Ich könnte ein Leben lang versuchen, meiner vorübergehenden Familie die Illusion von Zuhause zu vermitteln. Ich könnte sie durch Passidentität, Heimatlandidentität der Eltern, Third Culture Kid-Identität sprechen. Und wir führen diese Gespräche, aber sie stehen nicht im Mittelpunkt.
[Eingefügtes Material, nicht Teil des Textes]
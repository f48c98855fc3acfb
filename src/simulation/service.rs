//! Service façade over the store, providers and round processor

use crate::core::config::EngineConfig;
use crate::core::error::{Result, SimError};
use crate::core::types::{ActorId, Round, SimulationId};
use crate::entity::action::ScheduledAction;
use crate::entity::record::RoundRecord;
use crate::entity::simulation::{Simulation, SimulationSummary};
use crate::entity::state::ActorRoundState;
use crate::provider::decision::{
    ActionProposal, ActorDecisionProvider, Decision, TextLimits, WorldContext,
};
use crate::provider::retry::RetryPolicy;
use crate::provider::roster::{ActorEnricher, RosterGenerator};
use crate::provider::world::WorldUpdateProvider;
use crate::simulation::enrichment::{EnrichmentPass, EnrichmentReport};
use crate::simulation::processor::{RoundProcessor, RoundReport};
use crate::store::SimulationStore;
use std::collections::HashMap;
use std::sync::Arc;
use tokio::sync::{Mutex, OwnedMutexGuard};

/// The four external reasoning collaborators
#[derive(Clone)]
pub struct Providers {
    pub roster: Arc<dyn RosterGenerator>,
    pub enricher: Arc<dyn ActorEnricher>,
    pub decisions: Arc<dyn ActorDecisionProvider>,
    pub world: Arc<dyn WorldUpdateProvider>,
}

/// Entry point for hosting processes
///
/// Every mutating operation on a simulation holds that simulation's lock for
/// its whole load-modify-save cycle, so round processing is serialized per
/// simulation while different simulations run independently.
pub struct SimulationService {
    store: Arc<dyn SimulationStore>,
    providers: Providers,
    processor: RoundProcessor,
    config: EngineConfig,
    locks: Mutex<HashMap<SimulationId, Arc<Mutex<()>>>>,
}

impl SimulationService {
    pub fn new(store: Arc<dyn SimulationStore>, providers: Providers, config: EngineConfig) -> Self {
        let processor = RoundProcessor::new(
            providers.decisions.clone(),
            providers.world.clone(),
            config.clone(),
        );
        Self {
            store,
            providers,
            processor,
            config,
            locks: Mutex::new(HashMap::new()),
        }
    }

    pub fn config(&self) -> &EngineConfig {
        &self.config
    }

    async fn lock(&self, id: SimulationId) -> OwnedMutexGuard<()> {
        let lock = {
            let mut locks = self.locks.lock().await;
            locks.entry(id).or_default().clone()
        };
        lock.lock_owned().await
    }

    /// Lock then load; a missing document releases its lock entry
    async fn load_locked(&self, id: SimulationId) -> Result<(OwnedMutexGuard<()>, Simulation)> {
        let guard = self.lock(id).await;
        match self.store.load(id).await {
            Ok(sim) => Ok((guard, sim)),
            Err(err) => {
                if err.is_not_found() {
                    drop(guard);
                    self.locks.lock().await.remove(&id);
                }
                Err(err)
            }
        }
    }

    /// Number of simulations with a lock entry
    pub async fn lock_count(&self) -> usize {
        self.locks.lock().await.len()
    }

    /// Create a simulation and generate its roster
    ///
    /// A roster failure leaves the document stored in `failed` rather than
    /// returning an error, so the caller can still inspect it.
    pub async fn create(&self, question: &str) -> Result<Simulation> {
        let question = question.trim();
        if question.is_empty() {
            return Err(SimError::Validation("question cannot be empty".into()));
        }

        let mut sim = Simulation::new(question);
        let _guard = self.lock(sim.simulation_id).await;
        self.store.insert(&sim).await?;
        tracing::info!(simulation = %sim.simulation_id, "generating actors");

        let generator = self.providers.roster.as_ref();
        let generated = RetryPolicy::for_decisions(&self.config)
            .run("roster", move || async move {
                let roster = generator.generate(question).await?;
                roster.validate()?;
                Ok(roster)
            })
            .await;

        let installed = generated.and_then(|roster| {
            sim.install_roster(roster.time_unit, roster.simulation_duration, roster.actors)
        });
        match installed {
            Ok(()) => tracing::info!(
                simulation = %sim.simulation_id,
                actors = sim.actors.len(),
                "roster installed"
            ),
            Err(err) => {
                tracing::error!(simulation = %sim.simulation_id, error = %err, "roster generation failed");
                sim.mark_failed()?;
            }
        }

        self.store.save(&sim).await?;
        Ok(sim)
    }

    pub async fn enrich(&self, id: SimulationId) -> Result<EnrichmentReport> {
        let (_guard, mut sim) = self.load_locked(id).await?;
        EnrichmentPass::new(
            self.providers.enricher.as_ref(),
            self.store.as_ref(),
            RetryPolicy::for_decisions(&self.config),
        )
        .run(&mut sim)
        .await
    }

    /// Queue an action for an actor; the seed is drawn if the proposal has none
    pub async fn schedule_action(
        &self,
        id: SimulationId,
        actor: ActorId,
        proposal: ActionProposal,
    ) -> Result<ScheduledAction> {
        let (_guard, mut sim) = self.load_locked(id).await?;

        proposal.validate(TextLimits {
            max_action_chars: self.config.max_action_chars,
            max_message_chars: self.config.max_message_chars,
        })?;
        let action = proposal.into_scheduled(actor, sim.current_round)?;
        sim.schedule_action(action.clone())?;
        self.store.save(&sim).await?;
        Ok(action)
    }

    pub async fn cancel_action(&self, id: SimulationId, round: Round, actor: ActorId) -> Result<()> {
        let (_guard, mut sim) = self.load_locked(id).await?;
        sim.status.ensure_can_schedule()?;
        sim.action_schedule.cancel(round, actor)?;
        sim.touch();
        self.store.save(&sim).await
    }

    /// Ask the decision provider what an actor would do now, without queuing it
    pub async fn propose_decision(&self, id: SimulationId, actor: ActorId) -> Result<Decision> {
        let sim = self.store.load(id).await?;
        let round = sim.current_round;
        let actor = sim.actor(actor)?;
        let history = sim.history_for(actor.actor_id, round);
        let world = WorldContext::for_round(&sim, round);
        self.processor.decide(actor, &history, &world).await
    }

    /// Process the current round and persist the result
    ///
    /// Nothing is saved when the round fails.
    pub async fn process_round(&self, id: SimulationId) -> Result<RoundReport> {
        let (_guard, mut sim) = self.load_locked(id).await?;
        let report = self.processor.process(&mut sim).await?;
        self.store.save(&sim).await?;
        Ok(report)
    }

    pub async fn simulation(&self, id: SimulationId) -> Result<Simulation> {
        self.store.load(id).await
    }

    pub async fn list(&self, limit: usize) -> Result<Vec<SimulationSummary>> {
        self.store.list(limit).await
    }

    pub async fn rounds(&self, id: SimulationId) -> Result<Vec<RoundRecord>> {
        Ok(self.store.load(id).await?.rounds)
    }

    pub async fn round(&self, id: SimulationId, round: Round) -> Result<RoundRecord> {
        self.store
            .load(id)
            .await?
            .rounds
            .into_iter()
            .find(|r| r.round_number == round)
            .ok_or(SimError::RoundNotFound(round))
    }

    /// An actor's private state; the latest processed round when `round` is None
    pub async fn actor_state(
        &self,
        id: SimulationId,
        actor: ActorId,
        round: Option<Round>,
    ) -> Result<ActorRoundState> {
        let sim = self.store.load(id).await?;
        sim.actor(actor)?;
        let round = match round {
            Some(round) => round,
            None => sim
                .current_round
                .checked_sub(1)
                .ok_or(SimError::StateNotFound { actor, round: 0 })?,
        };
        sim.state_for(actor, round)
            .cloned()
            .ok_or(SimError::StateNotFound { actor, round })
    }

    pub async fn scheduled_actions(&self, id: SimulationId, round: Round) -> Result<Vec<ScheduledAction>> {
        Ok(self.store.load(id).await?.action_schedule.due(round).to_vec())
    }

    pub async fn delete(&self, id: SimulationId) -> Result<()> {
        let deleted = {
            let _guard = self.lock(id).await;
            self.store.delete(id).await
        };
        self.locks.lock().await.remove(&id);
        deleted?;
        tracing::info!(simulation = %id, "deleted");
        Ok(())
    }
}
//! Public round transcript

use crate::core::types::{ActorId, Round};
use crate::entity::action::{Outcome, OutcomeKind, OutcomeQuality};
use chrono::{DateTime, Utc};
use serde::{Deserialize, Serialize};

/// Resolution of one due action, as reported by the world update
#[derive(Debug, Clone, PartialEq, Serialize, Deserialize)]
pub struct ActionResult {
    pub actor_id: ActorId,
    pub action: String,
    /// Threshold the provider derived from context, if it reported one
    #[serde(default)]
    pub success_threshold: Option<f64>,
    pub random_seed: f64,
    pub outcome: OutcomeKind,
    #[serde(default)]
    pub outcome_quality: OutcomeQuality,
    #[serde(default)]
    pub explanation: String,
}

impl ActionResult {
    pub fn to_outcome(&self) -> Outcome {
        Outcome {
            outcome: self.outcome,
            outcome_quality: self.outcome_quality,
            explanation: self.explanation.clone(),
        }
    }
}

/// One entry of the public transcript; immutable once appended
#[derive(Debug, Clone, PartialEq, Serialize, Deserialize)]
pub struct RoundRecord {
    pub round_number: Round,
    pub world_state_summary: String,
    pub key_changes: Vec<String>,
    pub emergent_developments: Vec<String>,
    pub action_results: Vec<ActionResult>,
    pub continue_simulation: bool,
    #[serde(default)]
    pub continuation_reasoning: String,
    pub timestamp: DateTime<Utc>,
}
Stattdessen muss ich ihre ewige Identität betonen.

Epheser 2:19, ein kostbarer Vers für Ausländer, sagt: „Sie sind keine Fremden und Außerirdischen mehr, sondern Mitbürger der Heiligen und Mitglieder des Hauses Gottes. . . Christus Jesus selbst ist der Eckstein. “

Dies ist die Staatsbürgerschaft, die Heimat und die Gemeinschaft, die von höchster Wichtigkeit sind, und mit Christus als Eckstein ist es herrlich unerschütterlich. Visa müssen nicht beantragt oder Reisepässe erneuert werden.

Himmlische Identität

Über unsere ewige Identität und unser ewiges Zuhause zu sprechen, ist nicht nur für die Eltern von Third Culture Kids. Es war für Noah, Abraham, Isaak und Jakob, für Moses und Rahab, für alle Helden von Hebräer 11, und es ist für jeden Gläubigen von heute, in jeder Nation auf Erden, sowohl für Eltern als auch für Kinder.

Die Menschen, die davon überzeugt sind, dass ihre Staatsbürgerschaft im Himmel liegt, sind die Menschen, die dies anerkennen

Sie sind Fremde und Verbannte auf der Erde. Für Menschen, die so sprechen, machen Sie deutlich, dass sie eine Heimat suchen. Wenn sie an das Land gedacht hätten, aus dem sie ausgegangen waren, hätten sie Gelegenheit gehabt, zurückzukehren. Aber so wie es ist, wünschen sie sich ein besseres Land, das heißt ein himmlisches. Darum schämt sich Gott nicht, ihr Gott genannt zu werden, denn er hat für sie eine Stadt vorbereitet. (Hebräer 11: 13–16)

Jewel, das Pferd in The Last Battle von CS Lewis, beschreibt seine Heimkehr folgendermaßen: Ich bin endlich nach Hause gekommen! Das ist mein echtes Land! Ich gehöre hierher. Dies ist das Land, nach dem ich mein ganzes Leben lang gesucht habe, obwohl ich es bis jetzt nie gewusst habe. . . . Komm weiter rauf, komm weiter rein!

Durch das Kreuz wissen die Christen, wohin wir gehen, und durch das Kreuz wird uns die Staatsbürgerschaft garantiert. Es ist das Land, in das wir gehören, das Zuhause und das Land, nach dem wir unser ganzes Leben lang gesucht haben. Die Farbe unseres Passes ist blutrot und unser ewiges Visum ist bereits unwiderruflich eingeprägt.

Wir können nicht immer wissen, wie unser Haus aussehen wird oder in welchem ​​Land wir zu einer bestimmten Jahreszeit zu Hause sein werden. Aber alle Gläubigen können volles Vertrauen und tiefen Trost haben, dass Gott sich nicht schämen wird, unser Gott genannt zu werden, und dass er einen Platz für uns vorbereitet hat. Für Sie, für Ihre Kinder, für mich und für meine Kinder der Dritten Kultur, wie wir uns alle an ihm erfreuen.